Cadherin Immunofluorescence

Cadherins are single chain glycoproteins involved in cell-cell adhesion. These junctions are calcium dependent. This protocol is adapted from Mike Bindschadler’s thesis.

Storage:

Store antibodies at 4C for 1-2 weeks; For long-term storage, aliquot and store @ -20 or -80C; Before aliquoting black bottom vials, place in Eppendorf tube and spiin @ 12000 rpm for 20 seconds.

Antibodies have been aliquoted and put in the -20C freezer (Feb 5 2009). Primary anti pan-cadherin aliquots are 4 uL and labeled “cad” for cadherin. Secondary TRITC aliquots are 20 uL and labeled “SaM” for sheep anti-mouse.

Antibodies from Abcam:

Primary Ab (ab6528) = monoclonal mouse anti pan-cadherin IgG, used @ 1:500 (references say 1:100-1:1000); 8.1 mg/mL in ascites fluid w/ 0.1% sodium azide

Secondary Ab (ab6805) = polyclonal TRITC (550nm/570nm) conjugated sheep anti-mouse IgG, used 1:50; 2 mg/mL in phosphate, sodium chloride, sodium azide, thimerisol, BSA buffer

Protocol:

Note: PBS is used at 1X concentration

1. Grow cells as normal on glass slides, wait for several days after confluence to allow junctions to form

2. Wash cells 1x in serum-free media and aspirate media

3. Fix cells in 4% PFA (in PBS) for 10 minutes at room temperature

4. Wash 1X in PBS and then soak in PBS 5 minutes

5. Permeabilize in 0.2% Triton X-100 for 5 minutes; wash

6. Block in 200 uL 4% BSA (in PBS) for 30 minutes in humidified chamber; aspirate

7. Add 200uL primary Ab (diluted 1:500 in 4% BSA) for 60 minutes in humidified chamber

8. Wash 3x in PBS (in different containers)
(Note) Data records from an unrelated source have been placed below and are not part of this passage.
//! Render state, the cooperative work loop, and the commit phase.

use std::sync::Arc;

use crate::element::{Element, NodeType};
use crate::error::RenderError;
use crate::fiber::{EffectTag, Fiber, FiberArena, FiberId};
use crate::host::HostAdapter;
use crate::props::{diff_props, PropPatch, Props};
use crate::reconcile::reconcile_children;
use crate::scheduler::Deadline;
use crate::tracer::{NoopTracer, Tracer};

/// Outcome of one [`Renderer::work`] turn.
#[derive(Debug, Clone, Copy, PartialEq, Eq)]
pub enum WorkStatus {
    /// No work remains. If a generation just finished building, it has been
    /// committed in this turn.
    Idle,
    /// The deadline expired with work remaining; call `work` again with a
    /// fresh deadline to resume from the same continuation.
    Yielded,
}

/// The rendering engine: owns the host adapter and all render state.
///
/// One renderer drives one root container. All four pieces of render state
/// (`current` tree, work-in-progress tree, continuation, pending deletions)
/// live here rather than in module globals, which makes the single
/// render-in-flight invariant explicit: starting a new render discards any
/// prior uncommitted generation.
///
/// # Example
///
/// ```ignore
/// use fiber_flow::{Element, NeverYield, Props, Renderer, TimeSlice, WorkStatus};
///
/// let mut renderer = Renderer::new(host, container);
/// renderer.render(Element::new("div", Props::new(), ["Hello World".into()]));
///
/// // Cooperative driving: one slice per idle callback.
/// while let WorkStatus::Yielded = renderer.work(&TimeSlice::new(budget))? {
///     // yield back to the host scheduler
/// }
/// ```
pub struct Renderer<H: HostAdapter> {
    host: H,
    container: H::Node,
    arena: FiberArena<H::Node>,
    current_root: Option<FiberId>,
    wip_root: Option<FiberId>,
    next_unit: Option<FiberId>,
    deletions: Vec<FiberId>,
    tracer: Arc<dyn Tracer>,
}

impl<H: HostAdapter> Renderer<H> {
    /// Bind a host adapter and the root container node.
    pub fn new(host: H, container: H::Node) -> Self {
        Self::with_tracer(host, container, NoopTracer)
    }

    /// Like [`new`](Renderer::new), with a tracer observing execution.
    pub fn with_tracer(host: H, container: H::Node, tracer: impl Tracer) -> Self {
        Self {
            host,
            container,
            arena: FiberArena::new(),
            current_root: None,
            wip_root: None,
            next_unit: None,
            deletions: Vec::new(),
            tracer: Arc::new(tracer),
        }
    }

    /// The host adapter.
    pub fn host(&self) -> &H {
        &self.host
    }

    /// Mutable access to the host adapter, e.g. for event dispatch.
    pub fn host_mut(&mut self) -> &mut H {
        &mut self.host
    }

    /// True when no render is in flight.
    pub fn is_idle(&self) -> bool {
        self.wip_root.is_none() && self.next_unit.is_none()
    }

    /// Start a new render generation for `element` under the container.
    ///
    /// Any prior uncommitted generation is discarded: its partially built
    /// fibers are released and its collected deletions are untagged. The
    /// last committed tree is unaffected either way; work begins on the next
    /// [`work`](Renderer::work) call.
    pub fn render(&mut self, element: Element) {
        self.reset_in_progress();
        let root = self.arena.insert(Fiber::root(
            self.container.clone(),
            vec![element],
            self.current_root,
        ));
        self.wip_root = Some(root);
        self.next_unit = Some(root);
        self.tracer.on_render_scheduled();
    }

    /// Run the work loop for one scheduling slice.
    ///
    /// Processes one fiber at a time, polling the deadline after each unit
    /// (so every turn makes progress of at least one unit). When the
    /// deadline expires with work remaining, returns
    /// [`WorkStatus::Yielded`] with the continuation intact. When
    /// tree-building completes, the commit phase runs exactly once,
    /// synchronously, within the same turn (deletions first, then
    /// placements and updates in traversal order) and the finished tree
    /// becomes the new baseline.
    ///
    /// A host adapter failure aborts the generation: in-progress state is
    /// reset so the next [`render`](Renderer::render) starts cleanly, and
    /// the error is returned.
    pub fn work(&mut self, deadline: &impl Deadline) -> Result<WorkStatus, RenderError> {
        while let Some(unit) = self.next_unit {
            match self.perform_unit(unit) {
                Ok(next) => self.next_unit = next,
                Err(e) => {
                    self.reset_in_progress();
                    return Err(e);
                }
            }
            self.tracer.on_unit_performed(unit);
            if self.next_unit.is_some() && deadline.should_yield() {
                self.tracer.on_yielded();
                return Ok(WorkStatus::Yielded);
            }
        }
        if self.wip_root.is_some() {
            if let Err(e) = self.commit_root() {
                self.reset_in_progress();
                return Err(e);
            }
        }
        Ok(WorkStatus::Idle)
    }

    /// Drive the current render to completion, commit included.
    pub fn flush(&mut self) -> Result<(), RenderError> {
        while let WorkStatus::Yielded = self.work(&crate::scheduler::NeverYield)? {}
        Ok(())
    }

    /// Process one fiber: ensure its host node exists (created on first
    /// visit only), reconcile its children, and return the next unit in
    /// traversal order.
    fn perform_unit(&mut self, id: FiberId) -> Result<Option<FiberId>, RenderError> {
        if self.arena[id].node.is_none() {
            let node = self.create_node_for(id)?;
            self.arena[id].node = Some(node);
        }
        let elements = std::mem::take(&mut self.arena[id].children);
        reconcile_children(&mut self.arena, &mut self.deletions, id, elements);
        Ok(self.arena.next_unit(id))
    }

    /// Create the host node for a fiber and seed it with the fiber's props,
    /// diffed against an empty baseline.
    fn create_node_for(&mut self, id: FiberId) -> Result<H::Node, RenderError> {
        let node = match self.arena[id].node_type.clone() {
            Some(NodeType::Text) => self.host.create_text_node()?,
            Some(NodeType::Host(tag)) => self.host.create_node(&tag)?,
            // The synthetic root is created with the container node already
            // attached, so it never reaches node creation.
            None => unreachable!("root fiber owns the container node"),
        };
        let props = self.arena[id].props.clone();
        for patch in diff_props(&Props::new(), &props) {
            Self::apply_patch(&mut self.host, &node, patch)?;
        }
        Ok(node)
    }

    fn apply_patch(host: &mut H, node: &H::Node, patch: PropPatch) -> Result<(), RenderError> {
        match patch {
            PropPatch::RemoveListener { event, handler } => {
                host.remove_event_listener(node, &event, &handler)
            }
            PropPatch::ClearProperty { name } => host.remove_property(node, &name),
            PropPatch::SetProperty { name, value } => host.set_property(node, &name, &value),
            PropPatch::AddListener { event, handler } => {
                host.add_event_listener(node, &event, &handler)
            }
        }
    }

    /// Apply the finished generation to the host, then promote it.
    ///
    /// Deletions are detached first, then a depth-first walk from the root's
    /// child applies placements and updates, child before sibling. The walk
    /// severs `alternate` links as it goes; afterwards the superseded
    /// generation is released from the arena. Commit is not interruptible.
    fn commit_root(&mut self) -> Result<(), RenderError> {
        let Some(wip) = self.wip_root else {
            return Ok(());
        };
        self.tracer.on_commit_started();

        for id in std::mem::take(&mut self.deletions) {
            self.commit_deletion(id)?;
        }

        let mut stack = Vec::new();
        if let Some(child) = self.arena[wip].child {
            stack.push(child);
        }
        while let Some(id) = stack.pop() {
            self.commit_effect(id)?;
            self.arena[id].alternate = None;
            let fiber = &self.arena[id];
            let (child, sibling) = (fiber.child, fiber.sibling);
            if let Some(s) = sibling {
                stack.push(s);
            }
            if let Some(c) = child {
                stack.push(c);
            }
        }

        self.arena[wip].alternate = None;
        if let Some(old_root) = self.current_root.take() {
            self.arena.release_tree(old_root);
        }
        self.current_root = Some(wip);
        self.wip_root = None;
        self.next_unit = None;
        self.tracer.on_commit_finished();
        Ok(())
    }

    fn commit_effect(&mut self, id: FiberId) -> Result<(), RenderError> {
        match self.arena[id].effect {
            Some(EffectTag::Placement) => {
                if let Some(node) = self.arena[id].node.clone() {
                    let parent = self.parent_node(id);
                    self.host.append_child(&parent, &node)?;
                    self.tracer.on_effect_applied(id, EffectTag::Placement);
                }
            }
            Some(EffectTag::Update) => {
                if let Some(node) = self.arena[id].node.clone() {
                    let old_props = self.arena[id]
                        .alternate
                        .map(|alt| self.arena[alt].props.clone())
                        .unwrap_or_default();
                    let new_props = self.arena[id].props.clone();
                    for patch in diff_props(&old_props, &new_props) {
                        Self::apply_patch(&mut self.host, &node, patch)?;
                    }
                    self.tracer.on_effect_applied(id, EffectTag::Update);
                }
            }
            // Deletions are detached before the walk and are never linked
            // into the new chain, so this arm is a defensive no-op.
            Some(EffectTag::Deletion) | None => {}
        }
        Ok(())
    }

    fn commit_deletion(&mut self, id: FiberId) -> Result<(), RenderError> {
        if let Some(node) = self.arena[id].node.clone() {
            let parent = self.parent_node(id);
            self.host.remove_child(&parent, &node)?;
            self.tracer.on_effect_applied(id, EffectTag::Deletion);
        }
        Ok(())
    }

    /// Host node of the nearest ancestor that owns one. The walk terminates
    /// at the root fiber, which always owns the container.
    fn parent_node(&self, id: FiberId) -> H::Node {
        let mut current = self.arena[id].parent;
        while let Some(ancestor) = current {
            if let Some(node) = &self.arena[ancestor].node {
                return node.clone();
            }
            current = self.arena[ancestor].parent;
        }
        self.container.clone()
    }

    /// Discard the in-progress generation, if any: release its fibers,
    /// clear the continuation, and untag collected deletions (they belong
    /// to the committed tree, which stays alive).
    fn reset_in_progress(&mut self) {
        if let Some(wip) = self.wip_root.take() {
            self.arena.release_tree(wip);
        }
        self.next_unit = None;
        for id in std::mem::take(&mut self.deletions) {
            self.arena[id].effect = None;
        }
    }
}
9. Add secondary antibody (diluted 1:200 in 4% BSA) for 60 minutes

10. Wash 3x in PBS, allowing cells to rest in final PBS wash for 5 minutes in humidified chamber

10a. This is a good time to counterstain with Hoechst 33342.  Let the cells rest in 1uM PBS for the final 5 minutes and then rinse again 1X with PBS

11. Clean excess fluid from coverslip, drop ~ 25 uL of mounting media on glass slide and mount coverslip on slide

12. Adhere coverslip to slide with clear nail polish and let set for 15 minutes

13. Observe!

Additional Information:

Although this didn’t seem to help, treating cells with sodium borohydride can reduce autofluorescence by a reduction mechanism.  Add these steps in between the fixation and permeabilization steps:

WARNING: Sodium borohydride is a highly flammable, toxic solid that is fatal is inhaled.  Contact with water (like in this protocol) releases flammable gas that may ignite spontaneously.  Weigh out and perform steps 5+6 in the fume hood.

1. During wash, prepare 1 mg/mL sodium borohydride (0.1%) in PBS; NaBH4 will foam after adding the PBS so use a big tube

2. Incubate samples 2x in 1 mg/mL NaBH4, 2 minutes each

3. Wash 1x in PBS and then soak in PBS, 5 min

Concentration Optimization:
The following was an experiment I did to try to find the optimal primary and secondary antibody concentrations for labeling cadherins.  These were P9 b.End3 cells grown on acid-washed glass coverslips within cloning rings, seeded at 50000 cells/cm2 and labeled 7 days post-seeding.  The primary antibody is a pan-cadherin and the secondary is TRITC-labeled.  I chose 3 primary and secondary antibody concentrations to span alomst the entire range of concentrations that I’ve seen used in the literature:

Most of these images had a significant amount of background fluorescence since the labeled proteins were not very bright.  Also keep in mind that these images have not been altered/adjusted with ImageJ or Photoshop for optimal presentation.  They are “as-taken”.  The background fluorescence seemed highest in the 1:250 and 1:750 primary images, and it increased with lower secondary antibody concentrations.  The most specific labeling of intercellular regions occured with the lower secondary antibody concentrations.  A 1:300 dilution of the secondary didn’t further increase the staining specificity (May 2009).  Empirically, I though that a 1:500 primary and 1:100 or 1:200 secondary concentration was optimal.

I also plotted the maximum brightness after adjusting the images with autoscale in ImageJ.

Surprisingly, the brightness did not increase dramatically with higher secondary antibody concentrations.  In fact, the maximum brightness for all the conentrations was about the same (there was a punctate bright spot in the 1:750, 1:50 image).  Since there is no brightness benefit to using higher concentrations of antibody, I feel that the proposed 1:500 primary and 1:100 or 1:200 secondary concentrations are appropriate.